Detailed specifications:
- Processor: NVIDIA Grace CPU with 20-core Arm architecture (10x Cortex-X925, 10x Cortex-A725).
- Graphics/AI: NVIDIA Blackwell GPU with 5th Gen Tensor Cores and 4th Gen RT Cores.
- Memory: 128GB LPDDR5x Unified System Memory with 256-bit interface and 273 GB/s bandwidth.
- Storage: 4TB NVMe M.2 SSD with self-encrypting capabilities for secure data handling.
- Connectivity: NVIDIA ConnectX-7 Smart NIC (200 Gbps), 10 GbE RJ-45, Wi-Fi 7, and Bluetooth 5.4.
- Physical: Ultra-compact dimensions of 150 x 150 x 50.5 mm weighing only 1.2 kg.
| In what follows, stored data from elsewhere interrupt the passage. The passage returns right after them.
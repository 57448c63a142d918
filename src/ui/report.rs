//! Plain-terminal rendering of the wave plan and the run summary.

use console::style;
use std::fmt::Write as _;
use std::time::Duration;

use super::icons::{BLOCKER, CHECK, CLOCK, CLOSED, CROSS, MERGED, PAUSED, SPARKLE, WARN, WAVE};
use crate::dag::PlannedWave;
use crate::orchestrator::RunReport;
use crate::orchestrator::recovery::PendingWorktreeInfo;

const RULE_WIDTH: usize = 60;

fn rule() -> String {
    style("═".repeat(RULE_WIDTH)).cyan().to_string()
}

pub fn render_plan(plan: &[PlannedWave]) -> String {
    let mut out = String::new();
    let total: usize = plan.iter().map(|w| w.issues.len()).sum();
    let _ = writeln!(out, "\n{} Execution plan", rule());
    let _ = writeln!(
        out,
        "  {} issues in {} waves",
        style(total).yellow().bold(),
        style(plan.len()).yellow().bold()
    );
    let _ = writeln!(out);

    for (i, wave) in plan.iter().enumerate() {
        let ids = wave.ids().join(", ");
        let parallel = if wave.issues.len() > 1 {
            format!(" {}", style("(parallel)").dim())
        } else {
            String::new()
        };
        let _ = writeln!(
            out,
            "  {}Wave {}: [{}]{}",
            WAVE,
            style(i + 1).cyan(),
            style(ids).yellow(),
            parallel
        );
        if let Some(note) = &wave.note {
            let _ = writeln!(
                out,
                "      {}split {}/{} of wave {} on {}",
                BLOCKER,
                note.sub_wave_index + 1,
                note.total_sub_waves,
                note.parent_wave_index + 1,
                style(note.contended_paths.join(", ")).dim()
            );
        }
    }

    let _ = writeln!(out);
    let _ = writeln!(out, "{}", rule());
    out
}

pub fn print_plan(plan: &[PlannedWave]) {
    print!("{}", render_plan(plan));
}

pub fn render_pending(pending: &[PendingWorktreeInfo]) -> String {
    let mut out = String::new();
    for info in pending.iter().filter(|p| p.has_work()) {
        let _ = writeln!(
            out,
            "{}leftover {} ({}): {} commit(s) ahead{}",
            WARN,
            style(&info.branch_name).yellow(),
            info.issue_id.as_deref().unwrap_or("unknown issue"),
            info.commits_ahead,
            if info.has_uncommitted_changes {
                ", uncommitted changes"
            } else {
                ""
            }
        );
    }
    out
}

pub fn render_summary(report: &RunReport) -> String {
    let mut out = String::new();
    let _ = writeln!(out);
    let _ = writeln!(out, "{}", rule());
    if report.interrupted {
        let _ = writeln!(out, "{}Run {}", PAUSED, style("INTERRUPTED").yellow().bold());
    } else if report.is_success() {
        let _ = writeln!(
            out,
            "{}Run {} {}",
            SPARKLE,
            style("COMPLETE").green().bold(),
            SPARKLE
        );
    } else {
        let _ = writeln!(out, "{}Run {}", CROSS, style("FINISHED WITH FAILURES").red().bold());
    }
    let _ = writeln!(out, "{}", rule());
    let _ = writeln!(out);

    let _ = writeln!(
        out,
        "{}Issues: {}/{} completed",
        CLOCK,
        style(report.completed_count()).green().bold(),
        report.dispatched
    );
    let _ = writeln!(
        out,
        "     Duration: {}",
        style(format_duration(report.wall_time)).cyan()
    );
    if let Some(speedup) = report.speedup() {
        let _ = writeln!(out, "     Estimated speedup: {}", style(format!("{:.1}x", speedup)).cyan());
    }

    for id in &report.merged {
        let _ = writeln!(out, "  {}{}", MERGED, id);
    }
    for (id, status) in &report.closed {
        let _ = writeln!(out, "  {}{} {}", CLOSED, id, style(format!("({})", status)).dim());
    }
    for (id, reason) in &report.failed {
        let _ = writeln!(out, "  {}{} {}", CROSS, id, style(reason).red());
    }
    for id in &report.interrupted_issues {
        let _ = writeln!(out, "  {}{} {}", PAUSED, id, style("(will retry next run)").dim());
    }
    for (id, blockers) in &report.blocked {
        let _ = writeln!(
            out,
            "  {}{} {}",
            BLOCKER,
            id,
            style(format!("(blocked by {}; will retry next run)", blockers.join(", "))).yellow()
        );
    }

    if !report.corrections.is_empty() {
        let total: usize = report.corrections.values().map(Vec::len).sum();
        let _ = writeln!(
            out,
            "\n{}{} issue(s) corrected before implementation ({} correction(s))",
            CHECK,
            report.corrections.len(),
            total
        );
    }
    for (id, files) in &report.leaked_files {
        let _ = writeln!(
            out,
            "{}{} wrote outside its worktree; reverted: {}",
            WARN,
            id,
            files.join(", ")
        );
    }
    if !report.unattributed_leaks.is_empty() {
        let files: Vec<&str> = report.unattributed_leaks.iter().map(String::as_str).collect();
        let _ = writeln!(
            out,
            "{}changes of unknown origin in the main checkout were reverted: {}",
            WARN,
            files.join(", ")
        );
    }
    for (id, detail) in &report.stash_pop_failures {
        let _ = writeln!(
            out,
            "{}local changes stashed while merging {} could not be restored; recover them with `git stash list` ({})",
            WARN,
            style(id).yellow(),
            detail
        );
    }
    let _ = writeln!(out);
    out
}

pub fn print_summary(report: &RunReport) {
    print!("{}", render_summary(report));
}

pub fn format_duration(d: Duration) -> String {
    let secs = d.as_secs();
    if secs >= 3600 {
        format!("{}h {}m {}s", secs / 3600, (secs % 3600) / 60, secs % 60)
    } else if secs >= 60 {
        format!("{}m {}s", secs / 60, secs % 60)
    } else if secs > 0 {
        format!("{}s", secs)
    } else {
        format!("{}ms", d.as_millis())
    }
}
Operating the DGX Spark is remarkably seamless, characterized by its plug-and-play nature that bypasses the complex cooling and power requirements of traditional server racks. The 240W power draw allows it to run quietly on a standard desk while the NVIDIA DGX OS provides a pre-optimized software stack for immediate productivity. Users will find the 128GB unified memory particularly effective for handling large datasets, as the Grace-Blackwell integration eliminates the traditional PCIe bottleneck between CPU and GPU, ensuring real-time data synchronization.
Compared to traditional workstation GPUs like the RTX 6000 Ada, the DGX Spark offers a more integrated Superchip approach, combining the Grace CPU and Blackwell GPU for superior memory coherency. While a standard PC might struggle with the power and thermal demands of 1,000 TOPS performance, the DGX Spark is purpose-built for AI, offering ConnectX-7 200Gbps networking that allows two units to be linked. This scalability enables support for 405B parameter models, a feat usually reserved for multi-GPU server clusters.
Q&A:
- What is the maximum LLM parameter size supported by the DGX Spark? A single unit supports models up to 200 billion parameters, while two units can be linked via ConnectX-7 to support up to 405 billion parameters.
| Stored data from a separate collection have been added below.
//! Serialized integration of worker branches into the main checkout.
//!
//! A single consumer task drains a queue of successful [`WorkerResult`]s.
//! Each merge runs under the repo lock: stash local changes, merge with
//! `--no-ff`, abort on conflict, restore the stash. Conflicting branches are
//! rebased inside their worktree and retried a bounded number of times
//! before being recorded as a merge failure.

use std::collections::{BTreeMap, HashMap};
use std::path::{Path, PathBuf};
use std::sync::atomic::{AtomicUsize, Ordering};
use std::sync::{Arc, Mutex, PoisonError};
use std::time::Duration;

use anyhow::{Result, anyhow};
use tokio::sync::{Notify, mpsc};
use tokio::task::JoinHandle;
use tracing::{debug, error, info, warn};

use crate::orchestrator::lifecycle::IssueLifecycle;
use crate::pool::WorkerResult;
use crate::tracker::git::{DEFAULT_GIT_TIMEOUT, run_git};
use crate::tracker::{RepoGuard, RepoMutex, WorktreeManager};

#[derive(Debug, Clone, Copy, PartialEq, Eq)]
pub enum MergeStatus {
    Queued,
    Merging,
    Merged,
    Failed,
}

/// Whether the merge also moved the issue file into the completed directory.
#[derive(Debug, Clone, Copy, PartialEq, Eq)]
pub enum MergeOutcome {
    MergedAndFiled,
    /// Merged, but the issue file is still active; the caller must file it.
    MergedButUnfiled,
}

#[derive(Debug, Clone)]
pub struct MergeSettings {
    /// Additional attempts after the first conflict.
    pub max_retries: u32,
    pub retry_delay: Duration,
    /// Paths in the main checkout ignored by the dirty check and never stashed.
    pub stash_exclusions: Vec<PathBuf>,
}

impl Default for MergeSettings {
    fn default() -> Self {
        Self {
            max_retries: 2,
            retry_delay: Duration::from_secs(1),
            stash_exclusions: Vec::new(),
        }
    }
}

#[derive(Debug, Clone)]
struct MergeRecord {
    result: WorkerResult,
    status: MergeStatus,
    outcome: Option<MergeOutcome>,
}

#[derive(Debug, Default)]
struct Ledger {
    records: HashMap<String, MergeRecord>,
    merged: Vec<String>,
    failed: BTreeMap<String, String>,
    stash_pop_failures: BTreeMap<String, String>,
}

struct Core {
    repo: Arc<RepoMutex>,
    worktrees: Arc<WorktreeManager>,
    lifecycle: Arc<IssueLifecycle>,
    settings: MergeSettings,
    ledger: Mutex<Ledger>,
    pending: AtomicUsize,
    idle: Notify,
}

pub struct MergeCoordinator {
    core: Arc<Core>,
    tx: Mutex<Option<mpsc::UnboundedSender<WorkerResult>>>,
    consumer: Mutex<Option<JoinHandle<()>>>,
}

enum Attempt {
    Merged,
    Conflict(String),
    /// Merge refused for a reason other than conflicting content.
    Rejected(String),
}
use anyhow::{Context, Result};
use clap::{Parser, Subcommand};
use std::path::PathBuf;
use tracing_subscriber::EnvFilter;

mod cmd;

use cmd::RunArgs;

#[derive(Parser)]
#[command(name = "forge-parallel")]
#[command(version, about = "Work through issue files in parallel git worktrees")]
pub struct Cli {
    #[arg(short, long, global = true)]
    pub verbose: bool,

    #[arg(long, global = true)]
    pub project_dir: Option<PathBuf>,

    /// Config file (defaults to .forge/parallel.toml in the project)
    #[arg(long, global = true)]
    pub config: Option<PathBuf>,

    #[command(subcommand)]
    pub command: Commands,
}

#[derive(Subcommand)]
pub enum Commands {
    /// Process active issues wave by wave
    Run(RunArgs),
    /// Print the wave plan without running anything
    Plan(RunArgs),
    /// Show saved run state and leftover worktrees
    Status,
    /// Remove worker worktrees and branches
    Clean {
        /// Also delete the saved run state
        #[arg(long)]
        state: bool,
    },
}

fn init_tracing(verbose: bool) {
    let default_level = if verbose { "debug" } else { "info" };
    let _ = tracing_subscriber::fmt()
        .with_env_filter(
            EnvFilter::try_from_default_env()
                .or_else(|_| EnvFilter::try_new(default_level))
                .unwrap_or_else(|_| EnvFilter::new(default_level)),
        )
        .with_writer(std::io::stderr)
        .with_target(false)
        .try_init();
}

#[tokio::main]
async fn main() -> Result<()> {
    let cli = Cli::parse();
    init_tracing(cli.verbose);

    let project_dir = match cli.project_dir.clone() {
        Some(dir) => dir,
        None => std::env::current_dir().context("Failed to get current directory")?,
    };
    let project_dir = std::fs::canonicalize(&project_dir)
        .with_context(|| format!("Project directory {} not found", project_dir.display()))?;
    let config_path = cli.config.as_deref();

    let code = match &cli.command {
        Commands::Run(args) => cmd::cmd_run(&project_dir, config_path, args, false).await?,
        Commands::Plan(args) => cmd::cmd_run(&project_dir, config_path, args, true).await?,
        Commands::Status => cmd::cmd_status(&project_dir, config_path).await?,
        Commands::Clean { state } => cmd::cmd_clean(&project_dir, config_path, *state).await?,
    };

    if code != 0 {
        std::process::exit(code);
    }
    Ok(())
}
- Does the DGX Spark require specialized electrical wiring? No, the system is designed for standard power outlets with a maximum power consumption of 240W, making it suitable for home or office use.
- What operating system comes pre-installed on the device? The platform runs NVIDIA DGX OS, a Linux-based distribution optimized specifically for AI workloads and NVIDIA hardware acceleration.
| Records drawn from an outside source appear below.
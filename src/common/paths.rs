use anyhow::{Context, Result};
use std::path::PathBuf;

/// Centralized path management for adm
/// This module provides a single source of truth for all application paths

/// Get the main adm data directory
pub fn adm_data_dir() -> Result<PathBuf> {
    let data_dir = dirs::data_dir()
        .unwrap_or_else(|| PathBuf::from("/root/.local/share"))
        .join("adm");

    std::fs::create_dir_all(&data_dir)
        .with_context(|| format!("creating data directory at {}", data_dir.display()))?;

    Ok(data_dir)
}

/// Get the directory holding the delegated-command logs
pub fn command_log_dir() -> Result<PathBuf> {
    Ok(adm_data_dir()?.join("command_logs"))
}
mod admin;
mod backup;
mod common;
mod groups;
mod menu;
mod ui;
mod users;

use anyhow::Result;
use clap::{Parser, Subcommand};
use colored::*;

use crate::admin::system::SystemAdmin;
use crate::backup::BackupOutcome;
use crate::common::config::Config;
use crate::common::{deps, identity};
use crate::menu::MenuState;

/// Admin CLI main parser
#[derive(Parser, Debug)]
#[command(author, version, about, long_about = None)]
struct Cli {
    /// Activate debug mode
    #[arg(short, long, global = true)]
    debug: bool,

    #[command(subcommand)]
    command: Option<Commands>,
}

#[derive(Subcommand, Debug)]
enum Commands {
    /// Open the user management menu
    Users,

    /// Open the group management menu
    Groups,

    /// Archive the configured system directories and exit
    Backup,
}

fn main() {
    let cli = Cli::parse();

    ui::set_debug_mode(cli.debug);

    // Privilege gate: everything this tool does needs root.
    if !identity::is_root() {
        eprintln!("{}", "This tool must be run as root".red());
        std::process::exit(1);
    }

    if let Err(e) = run(&cli) {
        eprintln!("{} {e:#}", "Error:".red());
        std::process::exit(1);
    }
}

fn run(cli: &Cli) -> Result<()> {
    deps::warn_missing_tools();

    let config = Config::load()?;
    let admin = SystemAdmin::new()?;

    match &cli.command {
        Some(Commands::Users) => menu::run_from(&admin, &admin, &config, MenuState::Users),
        Some(Commands::Groups) => menu::run_from(&admin, &admin, &config, MenuState::Groups),
        Some(Commands::Backup) => {
            let outcome = backup::run_backup(&admin, &config.backup)?;
            let failed = matches!(outcome, BackupOutcome::Failed { .. });
            menu::report_backup(outcome);
            if failed {
                anyhow::bail!("backup did not complete");
            }
            Ok(())
        }
        None => menu::run(&admin, &admin, &config),
    }
}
- How does the unified memory benefit AI development? The 128GB LPDDR5x unified memory allows the CPU and GPU to share the same memory pool, significantly reducing data transfer latency and simplifying the management of large datasets.
- What are the networking capabilities for high-speed data transfer? It features a 10 GbE port and an NVIDIA ConnectX-7 Smart NIC supporting up to 200 Gbps, alongside the latest Wi-Fi 7 and Bluetooth 5.4 standards.